Collected data:
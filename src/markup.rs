//! Markup fragment re-serialization.
//!
//! The content block is re-emitted as markup text, not as a DOM, so
//! tags seen by the extractor have to be rendered back out with their
//! attributes intact.

use std::borrow::Cow;

use quick_xml::escape::{escape, partial_escape, unescape};

/// An attribute as it appeared in the source tag. `None` means the
/// attribute had no value at all (`<input disabled>`).
pub(crate) type Attr = (String, Option<String>);

/// Render an opening tag with its attributes, in source order.
pub(crate) fn start_tag(name: &str, attrs: &[Attr]) -> String {
    build_tag(name, attrs, false)
}

/// Render a self-closing tag.
pub(crate) fn empty_tag(name: &str, attrs: &[Attr]) -> String {
    build_tag(name, attrs, true)
}

/// Render a closing tag.
pub(crate) fn end_tag(name: &str) -> String {
    format!("</{}>", escape(name))
}

fn build_tag(name: &str, attrs: &[Attr], self_closing: bool) -> String {
    let mut result = String::with_capacity(name.len() + 2);
    result.push('<');
    result.push_str(&escape(name));

    for (key, value) in attrs {
        result.push(' ');
        result.push_str(&escape(key));
        if let Some(value) = value {
            // Values containing a double quote get single-quote
            // delimiters; quote characters are never escaped.
            let quote = if value.contains('"') { '\'' } else { '"' };
            result.push('=');
            result.push(quote);
            result.push_str(&partial_escape(value));
            result.push(quote);
        }
    }

    if self_closing {
        result.push_str(" />");
    } else {
        result.push('>');
    }
    result
}

/// Decode entity and character references in captured text.
///
/// References quick-xml cannot resolve are kept in their escaped form.
pub(crate) fn unescape_text(text: &str) -> String {
    match unescape(text) {
        Ok(Cow::Borrowed(_)) => text.to_string(),
        Ok(Cow::Owned(decoded)) => decoded,
        Err(_) => text.to_string(),
    }
}

#[cfg(test)]
mod tests {
    use super::*;

    fn attr(key: &str, value: &str) -> Attr {
        (key.to_string(), Some(value.to_string()))
    }

    #[test]
    fn test_start_tag_no_attrs() {
        assert_eq!(start_tag("p", &[]), "<p>");
    }

    #[test]
    fn test_start_tag_with_attrs() {
        let attrs = [attr("class", "userstuff"), attr("id", "chapters")];
        assert_eq!(
            start_tag("div", &attrs),
            r#"<div class="userstuff" id="chapters">"#
        );
    }

    #[test]
    fn test_attr_order_preserved() {
        let attrs = [attr("b", "2"), attr("a", "1")];
        assert_eq!(start_tag("span", &attrs), r#"<span b="2" a="1">"#);
    }

    #[test]
    fn test_attr_value_escaped() {
        let attrs = [attr("alt", "salt & pepper <3")];
        assert_eq!(
            start_tag("img", &attrs),
            r#"<img alt="salt &amp; pepper &lt;3">"#
        );
    }

    #[test]
    fn test_attr_with_double_quote_uses_single_quotes() {
        let attrs = [attr("title", r#"she said "hi""#)];
        assert_eq!(start_tag("a", &attrs), r#"<a title='she said "hi"'>"#);
    }

    #[test]
    fn test_bare_attr() {
        let attrs = [("disabled".to_string(), None)];
        assert_eq!(start_tag("input", &attrs), "<input disabled>");
    }

    #[test]
    fn test_empty_tag() {
        let attrs = [attr("src", "cover.jpg")];
        assert_eq!(empty_tag("img", &attrs), r#"<img src="cover.jpg" />"#);
        assert_eq!(empty_tag("br", &[]), "<br />");
    }

    #[test]
    fn test_end_tag() {
        assert_eq!(end_tag("div"), "</div>");
    }

    #[test]
    fn test_unescape_text() {
        assert_eq!(unescape_text("Fire &amp; Ice"), "Fire & Ice");
        assert_eq!(unescape_text("&#65;&#x42;"), "AB");
        assert_eq!(unescape_text("plain"), "plain");
    }

    #[test]
    fn test_unescape_text_unknown_reference_kept() {
        assert_eq!(unescape_text("a&bogus;b"), "a&bogus;b");
    }
}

→ EXERCISE OBJECTIVE
Give a single number: the count of lines above that include the word "chapters".

→ ANSWER BELOW
2